(Exercise goal): What is the number of lines in the data below that contain "bool"? Answer with that number and no other words.

(Given records):
+ + + + +
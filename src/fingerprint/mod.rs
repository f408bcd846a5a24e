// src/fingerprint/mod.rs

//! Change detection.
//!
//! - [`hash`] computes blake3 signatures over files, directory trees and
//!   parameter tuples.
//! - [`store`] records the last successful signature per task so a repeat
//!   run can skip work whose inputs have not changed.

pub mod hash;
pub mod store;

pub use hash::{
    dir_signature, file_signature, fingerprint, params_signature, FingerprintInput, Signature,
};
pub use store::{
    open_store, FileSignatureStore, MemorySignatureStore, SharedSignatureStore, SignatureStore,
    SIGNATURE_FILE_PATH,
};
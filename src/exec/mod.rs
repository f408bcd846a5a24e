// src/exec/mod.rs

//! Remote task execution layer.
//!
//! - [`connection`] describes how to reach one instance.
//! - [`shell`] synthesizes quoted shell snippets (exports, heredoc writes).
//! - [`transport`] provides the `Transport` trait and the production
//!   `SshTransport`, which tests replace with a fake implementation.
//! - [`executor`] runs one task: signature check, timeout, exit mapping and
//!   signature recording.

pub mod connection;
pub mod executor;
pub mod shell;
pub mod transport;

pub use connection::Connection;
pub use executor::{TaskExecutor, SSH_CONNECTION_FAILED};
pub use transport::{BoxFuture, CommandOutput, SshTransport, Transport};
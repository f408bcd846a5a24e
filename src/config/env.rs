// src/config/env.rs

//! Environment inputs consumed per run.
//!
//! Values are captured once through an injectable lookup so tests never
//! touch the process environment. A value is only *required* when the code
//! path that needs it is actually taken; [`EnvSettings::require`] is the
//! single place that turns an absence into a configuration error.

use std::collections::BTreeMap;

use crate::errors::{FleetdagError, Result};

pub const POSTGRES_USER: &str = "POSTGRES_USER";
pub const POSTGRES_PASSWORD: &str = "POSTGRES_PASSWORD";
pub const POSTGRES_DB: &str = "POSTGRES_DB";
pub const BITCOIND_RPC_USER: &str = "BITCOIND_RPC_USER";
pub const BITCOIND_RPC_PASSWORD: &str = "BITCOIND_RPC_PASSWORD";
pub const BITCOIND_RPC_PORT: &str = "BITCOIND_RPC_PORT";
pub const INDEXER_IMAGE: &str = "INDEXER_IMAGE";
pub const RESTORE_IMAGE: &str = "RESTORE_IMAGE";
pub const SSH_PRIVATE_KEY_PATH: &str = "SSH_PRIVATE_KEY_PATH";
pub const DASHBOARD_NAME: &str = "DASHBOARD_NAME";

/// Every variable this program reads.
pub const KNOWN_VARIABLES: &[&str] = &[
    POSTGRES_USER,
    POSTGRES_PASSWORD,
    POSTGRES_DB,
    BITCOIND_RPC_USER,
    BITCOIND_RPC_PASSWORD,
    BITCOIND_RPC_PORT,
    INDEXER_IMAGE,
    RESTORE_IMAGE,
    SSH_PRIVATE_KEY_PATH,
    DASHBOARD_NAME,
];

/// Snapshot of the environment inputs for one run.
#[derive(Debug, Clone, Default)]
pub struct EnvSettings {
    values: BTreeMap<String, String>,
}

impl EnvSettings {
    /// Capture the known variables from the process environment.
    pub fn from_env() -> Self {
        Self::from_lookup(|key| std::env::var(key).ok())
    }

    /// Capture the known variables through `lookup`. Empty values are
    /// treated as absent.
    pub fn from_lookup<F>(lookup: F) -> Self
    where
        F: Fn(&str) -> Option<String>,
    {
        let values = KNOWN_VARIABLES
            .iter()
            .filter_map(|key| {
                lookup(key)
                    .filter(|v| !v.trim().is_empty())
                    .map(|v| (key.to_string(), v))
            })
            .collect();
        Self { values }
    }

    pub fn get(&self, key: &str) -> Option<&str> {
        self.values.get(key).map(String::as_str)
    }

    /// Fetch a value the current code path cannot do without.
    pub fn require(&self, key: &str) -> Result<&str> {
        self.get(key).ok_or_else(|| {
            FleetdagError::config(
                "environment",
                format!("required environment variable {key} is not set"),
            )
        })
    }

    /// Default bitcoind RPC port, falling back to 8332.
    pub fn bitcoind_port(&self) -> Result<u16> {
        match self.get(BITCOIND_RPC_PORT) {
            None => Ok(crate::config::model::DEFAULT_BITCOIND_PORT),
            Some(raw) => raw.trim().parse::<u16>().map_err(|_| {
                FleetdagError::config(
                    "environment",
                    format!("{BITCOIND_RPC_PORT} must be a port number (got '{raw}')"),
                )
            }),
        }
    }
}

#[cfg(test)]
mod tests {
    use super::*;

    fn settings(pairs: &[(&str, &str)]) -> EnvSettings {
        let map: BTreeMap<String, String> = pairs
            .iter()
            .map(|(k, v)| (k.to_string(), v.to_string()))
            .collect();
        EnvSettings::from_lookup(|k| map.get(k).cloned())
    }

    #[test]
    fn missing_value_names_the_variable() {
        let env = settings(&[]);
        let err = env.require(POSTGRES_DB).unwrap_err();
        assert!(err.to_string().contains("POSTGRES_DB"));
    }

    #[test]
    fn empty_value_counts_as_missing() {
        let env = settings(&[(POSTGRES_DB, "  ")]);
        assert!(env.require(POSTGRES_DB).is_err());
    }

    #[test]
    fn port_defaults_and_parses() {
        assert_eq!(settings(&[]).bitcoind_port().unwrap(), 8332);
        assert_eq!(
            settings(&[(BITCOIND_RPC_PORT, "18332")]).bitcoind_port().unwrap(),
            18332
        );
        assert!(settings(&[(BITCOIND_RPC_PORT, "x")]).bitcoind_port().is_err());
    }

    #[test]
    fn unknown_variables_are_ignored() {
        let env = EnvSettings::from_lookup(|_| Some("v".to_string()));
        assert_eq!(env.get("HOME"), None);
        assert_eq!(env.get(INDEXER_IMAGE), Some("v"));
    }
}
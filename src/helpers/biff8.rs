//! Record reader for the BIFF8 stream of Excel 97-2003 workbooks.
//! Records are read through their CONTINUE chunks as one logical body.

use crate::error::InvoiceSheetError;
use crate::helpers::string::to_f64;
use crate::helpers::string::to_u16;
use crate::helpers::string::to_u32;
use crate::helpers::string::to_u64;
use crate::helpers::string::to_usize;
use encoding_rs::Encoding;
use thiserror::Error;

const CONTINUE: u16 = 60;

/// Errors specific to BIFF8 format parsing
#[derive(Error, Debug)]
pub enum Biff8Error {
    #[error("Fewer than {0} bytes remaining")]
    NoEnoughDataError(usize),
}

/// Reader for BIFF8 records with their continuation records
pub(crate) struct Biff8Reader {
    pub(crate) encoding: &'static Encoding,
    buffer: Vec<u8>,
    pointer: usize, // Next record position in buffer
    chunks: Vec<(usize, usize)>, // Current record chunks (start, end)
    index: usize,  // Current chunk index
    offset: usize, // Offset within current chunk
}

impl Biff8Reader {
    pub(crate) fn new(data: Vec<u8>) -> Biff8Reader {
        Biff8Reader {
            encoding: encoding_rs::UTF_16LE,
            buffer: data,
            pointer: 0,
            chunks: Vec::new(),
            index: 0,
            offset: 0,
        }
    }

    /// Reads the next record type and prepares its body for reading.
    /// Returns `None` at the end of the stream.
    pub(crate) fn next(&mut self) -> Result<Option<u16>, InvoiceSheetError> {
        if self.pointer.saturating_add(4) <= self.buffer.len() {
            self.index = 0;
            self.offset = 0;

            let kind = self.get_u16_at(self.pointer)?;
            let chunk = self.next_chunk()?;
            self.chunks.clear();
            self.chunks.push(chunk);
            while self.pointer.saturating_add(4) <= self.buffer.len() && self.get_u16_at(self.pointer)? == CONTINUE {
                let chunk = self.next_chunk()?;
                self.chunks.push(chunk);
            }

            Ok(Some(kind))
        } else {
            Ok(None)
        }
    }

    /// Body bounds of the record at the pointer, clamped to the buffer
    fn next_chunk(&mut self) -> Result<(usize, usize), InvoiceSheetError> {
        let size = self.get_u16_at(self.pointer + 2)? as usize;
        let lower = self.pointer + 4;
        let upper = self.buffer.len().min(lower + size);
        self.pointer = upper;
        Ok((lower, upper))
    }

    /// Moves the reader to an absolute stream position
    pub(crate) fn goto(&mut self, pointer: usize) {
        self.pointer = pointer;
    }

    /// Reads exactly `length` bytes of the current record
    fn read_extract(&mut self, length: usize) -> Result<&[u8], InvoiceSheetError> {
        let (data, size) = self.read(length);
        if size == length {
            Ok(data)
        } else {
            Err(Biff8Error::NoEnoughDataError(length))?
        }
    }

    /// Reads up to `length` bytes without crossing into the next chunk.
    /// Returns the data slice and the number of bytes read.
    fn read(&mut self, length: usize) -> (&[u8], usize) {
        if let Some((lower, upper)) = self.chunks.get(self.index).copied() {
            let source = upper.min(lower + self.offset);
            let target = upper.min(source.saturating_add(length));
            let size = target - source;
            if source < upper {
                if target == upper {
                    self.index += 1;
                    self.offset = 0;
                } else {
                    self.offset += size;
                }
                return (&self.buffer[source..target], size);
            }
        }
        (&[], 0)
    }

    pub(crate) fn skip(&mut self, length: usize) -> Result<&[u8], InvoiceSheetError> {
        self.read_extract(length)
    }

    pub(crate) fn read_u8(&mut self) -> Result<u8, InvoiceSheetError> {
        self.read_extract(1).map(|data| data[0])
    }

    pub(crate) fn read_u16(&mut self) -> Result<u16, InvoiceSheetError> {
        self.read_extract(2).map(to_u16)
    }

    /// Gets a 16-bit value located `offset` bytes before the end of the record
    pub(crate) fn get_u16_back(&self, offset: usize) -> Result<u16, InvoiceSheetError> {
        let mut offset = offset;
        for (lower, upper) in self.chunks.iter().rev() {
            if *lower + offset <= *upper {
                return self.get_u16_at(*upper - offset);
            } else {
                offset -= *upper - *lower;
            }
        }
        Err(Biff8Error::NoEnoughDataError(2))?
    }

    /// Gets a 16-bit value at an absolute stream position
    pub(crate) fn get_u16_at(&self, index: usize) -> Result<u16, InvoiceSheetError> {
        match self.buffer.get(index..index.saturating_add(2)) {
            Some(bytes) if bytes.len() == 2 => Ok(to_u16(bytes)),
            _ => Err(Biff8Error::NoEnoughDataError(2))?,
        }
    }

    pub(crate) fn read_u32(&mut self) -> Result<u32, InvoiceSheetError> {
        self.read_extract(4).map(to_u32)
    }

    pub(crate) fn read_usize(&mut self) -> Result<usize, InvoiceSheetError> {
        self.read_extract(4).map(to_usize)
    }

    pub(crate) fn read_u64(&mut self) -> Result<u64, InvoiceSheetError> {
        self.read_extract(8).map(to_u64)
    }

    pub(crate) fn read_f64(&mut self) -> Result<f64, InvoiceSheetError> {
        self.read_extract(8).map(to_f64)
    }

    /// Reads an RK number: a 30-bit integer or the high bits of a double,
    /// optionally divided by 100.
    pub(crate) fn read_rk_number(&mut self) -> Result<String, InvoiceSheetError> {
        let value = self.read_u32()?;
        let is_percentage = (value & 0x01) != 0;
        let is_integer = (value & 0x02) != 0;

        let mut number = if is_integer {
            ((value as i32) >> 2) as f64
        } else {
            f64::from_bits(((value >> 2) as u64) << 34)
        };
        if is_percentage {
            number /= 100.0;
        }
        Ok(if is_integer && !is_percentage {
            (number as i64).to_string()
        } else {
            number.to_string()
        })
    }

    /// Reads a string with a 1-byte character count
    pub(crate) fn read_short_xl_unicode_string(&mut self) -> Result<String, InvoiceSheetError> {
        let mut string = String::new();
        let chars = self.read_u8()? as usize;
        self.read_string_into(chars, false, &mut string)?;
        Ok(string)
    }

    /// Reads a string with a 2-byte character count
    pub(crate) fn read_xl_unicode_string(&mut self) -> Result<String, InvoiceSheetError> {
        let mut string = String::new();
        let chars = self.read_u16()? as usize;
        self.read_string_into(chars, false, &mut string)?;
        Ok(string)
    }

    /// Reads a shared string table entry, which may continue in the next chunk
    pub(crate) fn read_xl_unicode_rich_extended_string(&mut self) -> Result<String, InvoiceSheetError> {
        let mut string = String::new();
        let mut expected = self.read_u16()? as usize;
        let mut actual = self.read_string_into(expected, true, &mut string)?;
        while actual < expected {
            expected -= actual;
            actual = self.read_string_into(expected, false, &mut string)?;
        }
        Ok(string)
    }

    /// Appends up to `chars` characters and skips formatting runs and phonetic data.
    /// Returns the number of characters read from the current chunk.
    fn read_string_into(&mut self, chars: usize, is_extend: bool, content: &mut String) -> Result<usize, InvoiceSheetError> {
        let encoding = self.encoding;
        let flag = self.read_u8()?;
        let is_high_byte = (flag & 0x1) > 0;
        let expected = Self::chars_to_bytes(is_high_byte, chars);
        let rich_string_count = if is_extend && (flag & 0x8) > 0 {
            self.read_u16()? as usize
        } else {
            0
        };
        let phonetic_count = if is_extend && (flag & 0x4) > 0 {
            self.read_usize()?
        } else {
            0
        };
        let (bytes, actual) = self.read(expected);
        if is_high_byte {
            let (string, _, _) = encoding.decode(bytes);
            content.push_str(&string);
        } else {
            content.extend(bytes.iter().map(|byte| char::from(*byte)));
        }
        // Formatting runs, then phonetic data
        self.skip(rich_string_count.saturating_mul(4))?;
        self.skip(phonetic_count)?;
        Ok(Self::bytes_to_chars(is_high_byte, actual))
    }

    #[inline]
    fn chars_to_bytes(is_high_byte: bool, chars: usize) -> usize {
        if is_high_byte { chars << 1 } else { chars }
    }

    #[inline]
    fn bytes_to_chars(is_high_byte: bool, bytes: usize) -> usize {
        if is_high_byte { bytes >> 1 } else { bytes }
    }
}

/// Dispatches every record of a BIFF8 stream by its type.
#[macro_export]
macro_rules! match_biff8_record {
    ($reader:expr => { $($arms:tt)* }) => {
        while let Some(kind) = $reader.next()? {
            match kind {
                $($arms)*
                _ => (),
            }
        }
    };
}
+ + + + +
(Result below): 3